The human antibody immunoglobulin G1 (IgG1) b12 neutralizes a broad range of human immunodeficiency virus-type 1 (HIV-1) isolates in vitro and is able to protect against viral challenge in animal models. Neutralization of free virus, which is an antiviral activity of antibody that generally does not require the antibody Fc fragment, likely plays an important role in the protection observed. The role of Fc-mediated effector functions, which may reduce infection by inducing phagocytosis and lysis of virions and infected cells, however, is less clear. To investigate this role, we constructed a panel of IgG1 b12 mutants with point mutations in the second domain of the antibody heavy chain constant region (CH2). These mutations, as expected, did not affect gp120 binding or HIV-1 neutralization. IgG1 b12 mediated strong antibody-dependent cellular cytotoxicity (ADCC) and complement-dependent cytotoxicity (CDC) of HIV-1-infected cells, but these activities were reduced or abrogated for the antibody mutants. Two mutants were of particular interest. K322A showed a twofold reduction in FcgammaR binding affinity and ADCC, while C1q binding and CDC were abolished. A double mutant (L234A, L235A) did not bind either FcgammaR or C1q, and both ADCC and CDC functions were abolished. In this study, we confirmed that K322 forms part of the C1q binding site in human IgG1 and plays an important role in the molecular interactions leading to complement activation. Less expectedly, we demonstrate that the lower hinge region in human IgG1 has a strong modulating effect on C1q binding and CDC. The b12 mutants K322A and L234A, L235A are useful tools for dissecting the in vivo roles of ADCC and CDC in the anti-HIV-1 activity of neutralizing antibodies.

FIG. 1

Binding of wild-type and mutant IgG1 b12 to recombinant HIV-1_JR-FL gp120 in ELISA (a) and neutralization of HIV-1_JR-FL (b).

FIG. 2

ADCC of CEM-Nkr cells infected with HIV-1_MN by PBMC and purified human monocytes. Uninfected and HIV-1_MN-infected CEM-NKr cells were labeled with ⁵¹Cr for 2 h at 37°C. The labeled target cells were incubated with wild-type or mutant IgG1 b12 before addition of cultured PBMCs (a) or purified human monocytes (b) as effector cells. Wild-type and mutant IgG1 b12 were used at 12.5 μg/ml. Serum from an HIV-1-seropositive patient (FDA-2 [44]) was used at a 1/4,000 dilution as a positive control.
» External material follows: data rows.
//! # Autopilot Models
//!
//! Provider selection for the text-generation backend. The orchestrator
//! never talks to a provider directly; `RadkitGenerator` reads this config
//! and the `run_llm_function!` macro dispatches to the concrete radkit type.

use serde::{Deserialize, Serialize};

/// Supported LLM providers
///
/// Each provider reads its API key from the environment:
/// - Anthropic (Claude) - `ANTHROPIC_API_KEY`
/// - OpenAI (GPT) - `OPENAI_API_KEY`
/// - Gemini (Google) - `GEMINI_API_KEY`
/// - OpenRouter (Gateway) - `OPENROUTER_API_KEY`
/// - Grok (xAI) - `XAI_API_KEY`
/// - DeepSeek - `DEEPSEEK_API_KEY`
#[derive(Debug, Clone, Copy, Serialize, Deserialize, Default, PartialEq, Eq)]
#[serde(rename_all = "lowercase")]
pub enum LlmProvider {
    #[default]
    Anthropic,
    #[serde(rename = "openai")]
    OpenAI,
    Gemini,
    OpenRouter,
    Grok,
    DeepSeek,
}

impl LlmProvider {
    /// Display name for logs and the CLI
    pub fn display_name(&self) -> &'static str {
        match self {
            LlmProvider::Anthropic => "Anthropic",
            LlmProvider::OpenAI => "OpenAI",
            LlmProvider::Gemini => "Gemini",
            LlmProvider::OpenRouter => "OpenRouter",
            LlmProvider::Grok => "Grok",
            LlmProvider::DeepSeek => "DeepSeek",
        }
    }

    /// Whether this provider supports custom base URL
    pub fn supports_base_url(&self) -> bool {
        matches!(self, LlmProvider::OpenAI)
    }

    /// Model used when the config does not name one
    pub fn default_model(&self) -> &'static str {
        match self {
            LlmProvider::Anthropic => "claude-sonnet-4-20250514",
            LlmProvider::OpenAI => "gpt-4o",
            LlmProvider::Gemini => "gemini-2.0-flash-exp",
            LlmProvider::OpenRouter => "anthropic/claude-3.5-sonnet",
            LlmProvider::Grok => "grok-2",
            LlmProvider::DeepSeek => "deepseek-chat",
        }
    }

    /// Parse a provider name as typed on the command line
    pub fn parse(name: &str) -> Option<Self> {
        match name.trim().to_lowercase().as_str() {
            "anthropic" | "claude" => Some(LlmProvider::Anthropic),
            "openai" | "gpt" => Some(LlmProvider::OpenAI),
            "gemini" | "google" => Some(LlmProvider::Gemini),
            "openrouter" => Some(LlmProvider::OpenRouter),
            "grok" | "xai" => Some(LlmProvider::Grok),
            "deepseek" => Some(LlmProvider::DeepSeek),
            _ => None,
        }
    }
}

/// Configuration for LLM model selection
///
/// ## Example
/// ```rust,ignore
/// use autopilot_core::models::{ModelConfig, LlmProvider};
///
/// let config = ModelConfig::with_provider(LlmProvider::OpenAI, "gpt-4o")
///     .with_base_url("http://localhost:8000/v1");
/// ```
#[derive(Debug, Clone, Serialize, Deserialize, PartialEq, Eq)]
pub struct ModelConfig {
    /// LLM provider to use
    #[serde(default)]
    pub provider: LlmProvider,
    /// Model name (e.g., "claude-sonnet-4-20250514", "gpt-4o")
    pub model: String,
    /// Optional base URL override for OpenAI-compatible APIs
    #[serde(default)]
    pub base_url: Option<String>,
}

impl Default for ModelConfig {
    fn default() -> Self {
        Self::for_provider(LlmProvider::Anthropic)
    }
}

impl ModelConfig {
    /// Provider with its default model
    pub fn for_provider(provider: LlmProvider) -> Self {
        Self {
            provider,
            model: provider.default_model().to_string(),
            base_url: None,
        }
    }

    /// Create config for a specific provider and model
    pub fn with_provider(provider: LlmProvider, model: impl Into<String>) -> Self {
        Self {
            provider,
            model: model.into(),
            base_url: None,
        }
    }

    /// Set base URL (ignored by providers that do not support it)
    pub fn with_base_url(mut self, url: impl Into<String>) -> Self {
        if self.provider.supports_base_url() {
            self.base_url = Some(url.into());
        }
        self
    }
}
Uninfected CEM-NKr cells incubated with wild-type IgG1 b12 were included as a negative control. The assays were performed twice with similar results.

FIG. 3

Inhibition of ADCC by anti-FcγR antibodies. ADCC of HIV-1_MN-infected CEM-NKr cells by PBMC (a) or purified human monocytes (b) in the presence and absence of F(ab′)₂ fragments of anti-FcγRIII MAb 3G8 (20 μg/ml), Fab fragments of anti-FcγRII MAb IV.3 (5 μg/ml), and Fab fragments of anti-FcγRI MAb 10.1 (20 μg/ml). IgG1 b12 was used at a concentration of 12.5 μg/ml. Serum from an HIV-1-seropositive patient (FDA-2 [44]) was used at a 1/4,000 dilution as a positive control. The assays were performed twice with similar results.

FIG. 4

Binding of wild-type and mutant IgG1 b12 to C1q (a) and complement-mediated lysis of HIV-1_MN-infected CEM-Nkr-MN cells by IgG1 b12 and IgG1 b12 mutants (b). Isotype variants of anti-CD3 MAb OKT3 (IgG1 and IgG4) were used as controls.